I was somewhat aware of this deficit through the latter years of college, although I couldn’t specifically articulate it as a lack of design prowess — I just felt that my intellectual toolbox was missing the capability to bring an idea or conceptual solution into reality. It was not until I took a bio-inspired design course during one of my final semesters at Berkeley that I began to understand how the practice and process of design was what I wanted, and needed, to develop. As we learned how to comprehend and then apply knowledge and observations of biological mechanisms to the design of products such as toys, synthetic materials, and robotics, I saw how design, in a broad sense, was a process through which technical concepts and ideas could be deployed towards functional, pragmatic purposes. I realized that the discipline of design could be what I was in search of: that crucial translational layer that applied concept to reality.

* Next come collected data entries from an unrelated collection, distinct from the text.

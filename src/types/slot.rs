//! Type-erased output location handed to self-matching errors.
//!
//! A [`Slot`] stands for "somewhere a value of some type can be written". The
//! searcher decides the type; the [`SelfMatch`](crate::traits::SelfMatch)
//! implementation inspects it and writes a value only when it knows how to
//! produce one of that type.
//!
//! # Examples
//!
//! ```
//! use error_tree::Slot;
//!
//! let mut out: Option<u32> = None;
//! let mut slot = Slot::new(&mut out);
//!
//! assert!(slot.is::<u32>());
//! assert!(!slot.fill("wrong type"));
//! assert!(slot.fill(7u32));
//! assert_eq!(out, Some(7));
//! ```
use core::any::Any;
use core::fmt;

/// Mutable, type-erased location that holds an `Option<U>` for some `U`.
pub struct Slot<'a> {
    inner: &'a mut dyn Any,
}

impl<'a> Slot<'a> {
    /// Creates a slot that accepts values of type `U`.
    #[inline]
    pub fn new<U: 'static>(target: &'a mut Option<U>) -> Self {
        Self { inner: target }
    }

    /// Returns `true` if the slot accepts values of type `U`.
    #[inline]
    pub fn is<U: 'static>(&self) -> bool {
        self.inner.is::<Option<U>>()
    }

    /// Returns the typed location if the slot accepts values of type `U`.
    #[inline]
    pub fn get_mut<U: 'static>(&mut self) -> Option<&mut Option<U>> {
        self.inner.downcast_mut::<Option<U>>()
    }

    /// Writes `value` if the slot accepts values of type `U`.
    ///
    /// Returns whether the value was written. A rejected value is dropped.
    #[inline]
    pub fn fill<U: 'static>(&mut self, value: U) -> bool {
        match self.get_mut::<U>() {
            Some(target) => {
                *target = Some(value);
                true
            },
            None => false,
        }
    }
}

impl fmt::Debug for Slot<'_> {
    fn fmt(&self, f: &mut fmt::Formatter<'_>) -> fmt::Result {
        f.debug_struct("Slot").finish_non_exhaustive()
    }
}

Not too long afterwards, my relationship with design evolved further when working at a small startup developing an online marketplace for grocers and food producers. Here, I saw, firsthand, how a thoughtful approach to design could have a tangible impact on business outcomes. In the beginning, our product had fairly primitive navigation requiring an unintuitive filter system for search. We could see, through analytics, how users would grow frustrated during sessions and eventually leave without ever purchasing or reordering anything — causing a notably negative impact on the business. After developing usability improvements such as full-text search and a new filtering experience, and seeing how they increased marketplace transaction volume, I learned just how integral fundamental design decisions were to the successful execution of a product and business. While through the bio-inspired design course I learned about the mindset and process of design, and how it could aid in my endeavors, it was from this experience that I discovered just how crucial design was to the execution of an aim and thus the viability of a vision.

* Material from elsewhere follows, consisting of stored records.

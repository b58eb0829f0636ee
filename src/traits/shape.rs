//! Requested error shapes.
//!
//! A search asks for an error type `T: Shape`. Besides exact matches, the
//! search may find `T` behind a different level of indirection: a value type
//! is also found inside a `Box<T>` node, and a `Box<V>`/`Arc<V>` is also found
//! as a plain `V` node. [`Shape::classify`] picks which of those applies.
//!
//! # Examples
//!
//! ```
//! use error_tree::traits::Shape;
//! use error_tree::types::StrategyKind;
//! use core::num::ParseIntError;
//!
//! assert_eq!(ParseIntError::classify().kind(), StrategyKind::ValuePrimary);
//! assert_eq!(<Box<ParseIntError>>::classify().kind(), StrategyKind::ReferencePrimary);
//! ```
use core::error::Error;
use core::num::{ParseFloatError, ParseIntError, TryFromIntError};
use core::str::{ParseBoolError, Utf8Error};

use crate::types::alloc_type::{Arc, Box, FromUtf8Error};
use crate::types::Strategy;

/// An error type that can be searched for.
///
/// Implement it with [`impl_shape!`](crate::impl_shape) for owned error types.
/// Pointer shapes (`Box<V>`, `Arc<V>`) are covered by blanket impls.
#[diagnostic::on_unimplemented(
    message = "`{Self}` cannot be searched for in an error tree",
    label = "this type does not implement `Shape`",
    note = "use `impl_shape!(value {Self})` for a cloneable error type"
)]
pub trait Shape: Error + Clone + 'static {
    /// Selects the reconciliation strategy for this shape.
    ///
    /// Must not depend on any particular error value.
    fn classify() -> Strategy<Self>;
}

impl<V: Error + Clone + 'static> Shape for Box<V> {
    #[inline]
    fn classify() -> Strategy<Self> {
        Strategy::reference_primary()
    }
}

impl<V: Error + Clone + 'static> Shape for Arc<V> {
    #[inline]
    fn classify() -> Strategy<Self> {
        Strategy::reference_primary()
    }
}

crate::impl_shape!(
    value core::fmt::Error,
    ParseIntError,
    ParseFloatError,
    ParseBoolError,
    TryFromIntError,
    Utf8Error,
    FromUtf8Error,
);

Eventually, I began to more seriously engage with design, applying it as a vehicle through which I could deploy ideas. For example, I co-founded a direct-to-consumer company that designed a reusable container product that could help fight the proliferation of single-use containers. I also taught myself more about digital product design and learned to prototype product ideas via iOS development. Throughout these experiences, as I developed my design skill set and gained more intimate understanding of the discipline, my relationship with design expanded as my experience with it blended and intersected ever further with technical tasks and efforts seemingly unrelated to design. Specifically, in working on software implementation or dealing with manufacturing processes, I came to understand how design itself was actually an inherently technical subject. I saw how design decisions significantly impacted technical choices and outcomes which meant that, to be effective, designers had to have considerable technical understanding themselves.

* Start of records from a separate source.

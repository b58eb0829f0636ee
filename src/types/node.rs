//! Borrowed handles to the errors of a cause tree.
//!
//! A [`Node`] is what the walker yields and what the matcher inspects. It is
//! either a full [`ErrorTree`] node, which may expose multiple causes and a
//! self-matching routine, or a plain [`core::error::Error`] whose only link is
//! [`Error::source`].
//!
//! # Examples
//!
//! ```
//! use error_tree::Node;
//!
//! let err = "x".parse::<u8>().unwrap_err();
//! let node = Node::plain(&err);
//!
//! assert!(node.downcast_ref::<core::num::ParseIntError>().is_some());
//! assert!(node.single_cause().is_none());
//! ```
use core::error::Error;
use core::fmt;

use crate::traits::{ErrorTree, MultiCause, SelfMatch};

/// A borrowed error inside a cause tree.
///
/// Nodes are cheap to copy and never own the error they point at.
#[derive(Clone, Copy)]
pub struct Node<'a> {
    repr: Repr<'a>,
}

#[derive(Clone, Copy)]
enum Repr<'a> {
    Tree(&'a dyn ErrorTree),
    Plain(&'a (dyn Error + 'static)),
}

impl<'a> Node<'a> {
    /// Wraps an error that exposes the full set of cause capabilities.
    #[inline]
    pub fn tree(error: &'a dyn ErrorTree) -> Self {
        Self { repr: Repr::Tree(error) }
    }

    /// Wraps an arbitrary error. Its cause chain is followed through
    /// [`Error::source`] only.
    ///
    /// # Note
    ///
    /// A plain node never exposes a multi-cause view or a self-matching
    /// routine, and neither do the plain nodes produced for its causes. Use
    /// [`Node::tree`] for errors that implement [`ErrorTree`].
    #[inline]
    pub fn plain(error: &'a (dyn Error + 'static)) -> Self {
        Self { repr: Repr::Plain(error) }
    }

    /// Returns the underlying error as a trait object.
    #[inline]
    pub fn as_error(&self) -> &'a (dyn Error + 'static) {
        match self.repr {
            Repr::Tree(error) => error.as_dyn_error(),
            Repr::Plain(error) => error,
        }
    }

    /// Attempts to view the node as the concrete type `T`.
    ///
    /// This compares the node's dynamic type with `T` exactly; no shape
    /// reconciliation is performed.
    #[inline]
    pub fn downcast_ref<T: Error + 'static>(&self) -> Option<&'a T> {
        self.as_error().downcast_ref::<T>()
    }

    /// Returns `true` if the node's dynamic type is exactly `T`.
    #[inline]
    pub fn is<T: Error + 'static>(&self) -> bool {
        self.as_error().is::<T>()
    }

    /// Returns the multi-cause view of this node, if it has one.
    #[inline]
    pub fn multi_cause(&self) -> Option<&'a dyn MultiCause> {
        match self.repr {
            Repr::Tree(error) => error.as_multi_cause(),
            Repr::Plain(_) => None,
        }
    }

    /// Returns the single cause of this node.
    ///
    /// Plain nodes report their [`Error::source`].
    #[inline]
    pub fn single_cause(&self) -> Option<Node<'a>> {
        match self.repr {
            Repr::Tree(error) => error.single_cause(),
            Repr::Plain(error) => error.source().map(Node::plain),
        }
    }

    /// Returns the self-matching routine of this node, if it has one.
    #[inline]
    pub fn self_match(&self) -> Option<&'a dyn SelfMatch> {
        match self.repr {
            Repr::Tree(error) => error.as_self_match(),
            Repr::Plain(_) => None,
        }
    }

    /// Returns `true` if both nodes refer to the same error object.
    #[inline]
    pub fn ptr_eq(a: &Node<'_>, b: &Node<'_>) -> bool {
        core::ptr::addr_eq(a.as_error(), b.as_error())
    }
}

impl<'a, E: ErrorTree> From<&'a E> for Node<'a> {
    #[inline]
    fn from(error: &'a E) -> Self {
        Node::tree(error)
    }
}

impl fmt::Debug for Node<'_> {
    fn fmt(&self, f: &mut fmt::Formatter<'_>) -> fmt::Result {
        fmt::Debug::fmt(self.as_error(), f)
    }
}

impl fmt::Display for Node<'_> {
    fn fmt(&self, f: &mut fmt::Formatter<'_>) -> fmt::Result {
        fmt::Display::fmt(self.as_error(), f)
    }
}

This made me realize something important: design wasn’t simply a translational layer from concept to reality, it was an approach that demanded cross-functional understanding across the technical, creative, societal, and strategic — it was about deeply understanding problems. This appreciation is what made me see that I’m a designer at heart. All that time I spent thinking, learning, and building through my own work, trying to address problems I saw in the world, I was really just designing.